Wednesday, August 27, 2014

Friar Tuck is in the keg!

Hi there brewfans! Today I did a major cleaning of my kegerator and kegged my "Belgian mild." FG came out around 1.009, so we'll have a nicely dry, drinkable Belgian session ale that comes out just under 4% abv. The flavor is really nice (I'll give some tasting notes once it is carbonated and flowing from the tap). Additionally, with the low abv, you can basically drink this beer all day long without losing your mind. Should be carbonated and ready in a day or two, so if you find yourself in or near central NJ, come and enjoy a pint with me! I will be brewing up another batch soon, and while I originally planned a Belgian IPA, I'm going back and forth on what I really want next. More updates on that to come.

Prost!
JPC

Thursday, August 7, 2014

Friar Tuck Belgian Mild - Brew Day

Swirling first wort hops - Styrian Goldings and Saaz
Today I had my first brew day in almost a year and brewed up an experimental Belgian mild ale, which I am calling Friar Tuck.  Brew day was fun and went pretty smoothly.  I had some cleaning to do, which required my jumping into the shower with my mash tun before I began, but after I got all set, everything went very smoothly.  I undershot my target OG just a bit, I was going for 1.040 and got 1.038, which just means that my efficiency was about 71% instead of my usual 75ish.  I am well within the OG range of an English mild, which is exactly what I was going for with this beer.  I think it will be a perfect session/table beer.  For the hopping, I had some leftover Saaz in the freezer that still smelled great, so I threw in half an oz. with the Styrian Golding pellets during the first wort hopping (a method whereby I steeped the hops in the wort before bringing it to the boil).  The Styrian Goldings were of a lower alpha acid percentage than I originally calculated, so I used the Saaz to bump up the IBU just a tad and add some extra hop complexity to the beer.  I am looking forward to seeing how the first wort hopping affects the flavor of the beer, as it is supposed to add some unique flavor and aroma as well as bitterness.

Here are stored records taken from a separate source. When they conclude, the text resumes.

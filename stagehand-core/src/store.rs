//! Content-addressed blob storage. Served bytes live here, keyed by hash, so the
//! cook directory can be overwritten without touching anything a client is reading.

use std::collections::HashMap;
use std::fs::{self, File};
use std::io::{self, Read, Seek, SeekFrom, Write};
use std::path::{Path, PathBuf};
use std::sync::Arc;

use parking_lot::RwLock;
use tracing::{debug, warn};

use crate::integrity::ContentHash;

/// Byte storage keyed by content hash. Blobs are immutable once written.
pub trait BlobStore: Send + Sync {
    /// Store `data`, returning its hash. Storing an existing blob is a no-op.
    fn put(&self, data: &[u8]) -> io::Result<ContentHash>;

    fn contains(&self, hash: &ContentHash) -> bool;

    /// Size of the blob in bytes.
    fn blob_len(&self, hash: &ContentHash) -> io::Result<u64>;

    /// Read `len` bytes starting at `offset`. Short reads at the end of the blob are errors.
    fn read_range(&self, hash: &ContentHash, offset: u64, len: u64) -> io::Result<Vec<u8>>;

    /// Drop a blob. Returns whether it existed.
    fn remove(&self, hash: &ContentHash) -> io::Result<bool>;

    fn read_all(&self, hash: &ContentHash) -> io::Result<Vec<u8>> {
        let len = self.blob_len(hash)?;
        self.read_range(hash, 0, len)
    }

    /// Hash and store a file from disk. Returns (hash, size).
    fn put_file(&self, path: &Path) -> io::Result<(ContentHash, u64)> {
        let data = fs::read(path)?;
        let hash = self.put(&data)?;
        Ok((hash, data.len() as u64))
    }
}

fn not_found(hash: &ContentHash) -> io::Error {
    io::Error::new(io::ErrorKind::NotFound, format!("blob {} not found", hash))
}

fn check_range(hash: &ContentHash, blob_len: u64, offset: u64, len: u64) -> io::Result<()> {
    match offset.checked_add(len) {
        Some(end) if end <= blob_len => Ok(()),
        _ => Err(io::Error::new(
            io::ErrorKind::UnexpectedEof,
            format!(
                "range {}+{} outside blob {} of {} bytes",
                offset, len, hash, blob_len
            ),
        )),
    }
}

/// In-memory store. Used when no cache directory is configured, and in tests.
#[derive(Default)]
pub struct MemoryBlobStore {
    blobs: RwLock<HashMap<ContentHash, Arc<[u8]>>>,
}

impl MemoryBlobStore {
    pub fn new() -> Self {
        Self::default()
    }

    pub fn blob_count(&self) -> usize {
        self.blobs.read().len()
    }
}

impl BlobStore for MemoryBlobStore {
    fn put(&self, data: &[u8]) -> io::Result<ContentHash> {
        let hash = ContentHash::of(data);
        self.blobs
            .write()
            .entry(hash)
            .or_insert_with(|| Arc::from(data));
        Ok(hash)
    }

    fn contains(&self, hash: &ContentHash) -> bool {
        self.blobs.read().contains_key(hash)
    }

    fn blob_len(&self, hash: &ContentHash) -> io::Result<u64> {
        self.blobs
            .read()
            .get(hash)
            .map(|b| b.len() as u64)
            .ok_or_else(|| not_found(hash))
    }

    fn read_range(&self, hash: &ContentHash, offset: u64, len: u64) -> io::Result<Vec<u8>> {
        let blob = self
            .blobs
            .read()
            .get(hash)
            .cloned()
            .ok_or_else(|| not_found(hash))?;
        check_range(hash, blob.len() as u64, offset, len)?;
        let start = offset as usize;
        Ok(blob[start..start + len as usize].to_vec())
    }

    fn remove(&self, hash: &ContentHash) -> io::Result<bool> {
        Ok(self.blobs.write().remove(hash).is_some())
    }
}

/// On-disk store at `<root>/<first byte hex>/<hash hex>`. Writes go through a
/// temp file and a rename so readers never observe a partial blob.
pub struct DiskBlobStore {
    root: PathBuf,
}

impl DiskBlobStore {
    pub fn open(root: impl Into<PathBuf>) -> io::Result<Self> {
        let root = root.into();
        fs::create_dir_all(&root)?;
        debug!(root = %root.display(), "opened blob store");
        Ok(Self { root })
    }

    pub fn root(&self) -> &Path {
        &self.root
    }

    fn path_for(&self, hash: &ContentHash) -> PathBuf {
        let hex = hash.to_hex();
        self.root.join(&hex[..2]).join(hex)
    }

    /// Re-hash a stored blob and compare with its name.
    pub fn verify(&self, hash: &ContentHash) -> io::Result<bool> {
        let data = fs::read(self.path_for(hash))?;
        let ok = ContentHash::of(&data) == *hash;
        if !ok {
            warn!(%hash, "blob failed verification");
        }
        Ok(ok)
    }
}

impl BlobStore for DiskBlobStore {
    fn put(&self, data: &[u8]) -> io::Result<ContentHash> {
        let hash = ContentHash::of(data);
        let path = self.path_for(&hash);
        // A blob left by an earlier run is only trusted once it re-hashes cleanly.
        if path.exists() && self.verify(&hash).unwrap_or(false) {
            return Ok(hash);
        }
        let dir = path.parent().unwrap_or(&self.root);
        fs::create_dir_all(dir)?;
        let tmp = dir.join(format!(".{}.tmp", uuid::Uuid::new_v4()));
        {
            let mut f = File::create(&tmp)?;
            f.write_all(data)?;
            f.sync_all()?;
        }
        if let Err(e) = fs::rename(&tmp, &path) {
            let _ = fs::remove_file(&tmp);
            return Err(e);
        }
        Ok(hash)
    }

    fn contains(&self, hash: &ContentHash) -> bool {
        self.path_for(hash).is_file()
    }

    fn blob_len(&self, hash: &ContentHash) -> io::Result<u64> {
        match fs::metadata(self.path_for(hash)) {
            Ok(m) => Ok(m.len()),
            Err(e) if e.kind() == io::ErrorKind::NotFound => Err(not_found(hash)),
            Err(e) => Err(e),
        }
    }

    fn read_range(&self, hash: &ContentHash, offset: u64, len: u64) -> io::Result<Vec<u8>> {
        let mut f = match File::open(self.path_for(hash)) {
            Ok(f) => f,
            Err(e) if e.kind() == io::ErrorKind::NotFound => return Err(not_found(hash)),
            Err(e) => return Err(e),
        };
        check_range(hash, f.metadata()?.len(), offset, len)?;
        f.seek(SeekFrom::Start(offset))?;
        let mut buf = vec![0u8; len as usize];
        f.read_exact(&mut buf)?;
        Ok(buf)
    }

    fn remove(&self, hash: &ContentHash) -> io::Result<bool> {
        match fs::remove_file(self.path_for(hash)) {
            Ok(()) => Ok(true),
            Err(e) if e.kind() == io::ErrorKind::NotFound => Ok(false),
            Err(e) => Err(e),
        }
    }
}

In other news, I also got some critical keg cleaning done today and discovered that my kegerator and the beer inside it had completely frozen solid.  This was probably because I did not open the fridge very often, so I'm now defrosting the kegerator and the poor, lost, frozen keg so we can get the kegerator functioning and get some tasty Belgian mild flowing in a couple of weeks.

Saturday, July 26, 2014

Planning my triumphant return

Having not brewed in almost a year, I am finally making plans for my return-to-the-game batch. I am actually planning two brother batches, one session strength beer and one high ABV beer, using the same yeast strain.  I hope to brew one and possibly both in the first week of August, as it is my first truly free week of the summer. The plan is to brew two very exciting original Belgian hybrids, two brand new recipes that I've never done before.  Here is what we have to look forward to:

Friar Tuck Belgian Mild:
Target OG: 1.040
Target FG: 1.009
Target ABV: 4.1%
Target IBU: 13
Projected SRM: 23°L (brown)

6 lbs Maris Otter
1 lb flaked wheat
8 oz Special 'B'
4 oz Midnight Wheat (or Carafa III)

Single Infusion Mash @154°

8 oz Dark Belgian Candi Syrup

1 oz Styrian Goldings (pellet)  @First wort hop (so I can get some smooth bittering qualities as well as some late addition character)

WLP500 Trappist Ale


Belgocalifornication IPA:
Target OG: 1.075
Target FG: 1.017
Target ABV: 7.7%
Target Bitterness: 53 IBU
Projected Color: 14 °L (amber)

12 lbs Maris Otter
3 lbs flaked wheat
8 oz Special 'B'

Single Infusion Mash - 152°

8 oz Dark Belgian Candi Syrup

1 oz Columbus (pellet) @60

1 oz Amarillo (leaf) @10
1 oz Centennial (pellet) @10
1 oz Citra (leaf) @10

1 oz Amarillo (leaf) @flame out
1 oz Centennial (pellet)@flame out
1 oz Citra (leaf) @flame out

1 oz Centennial (pellet) dry-hop 14 days
1 oz Citra (leaf) dry-hop 7 days
1 oz Amarillo (leaf) dry-hop 5 days

WLP500 yeast cake from Friar Tuck Belgian Mild

I am super excited for these.  I love Belgian ales as much as I love breaking the rules, and these recipes satisfy both of those criteria.  I am also a big fan of reusing yeast as it saves a bunch of money per batch and doesn't require a starter.  More updates to come in a week or so.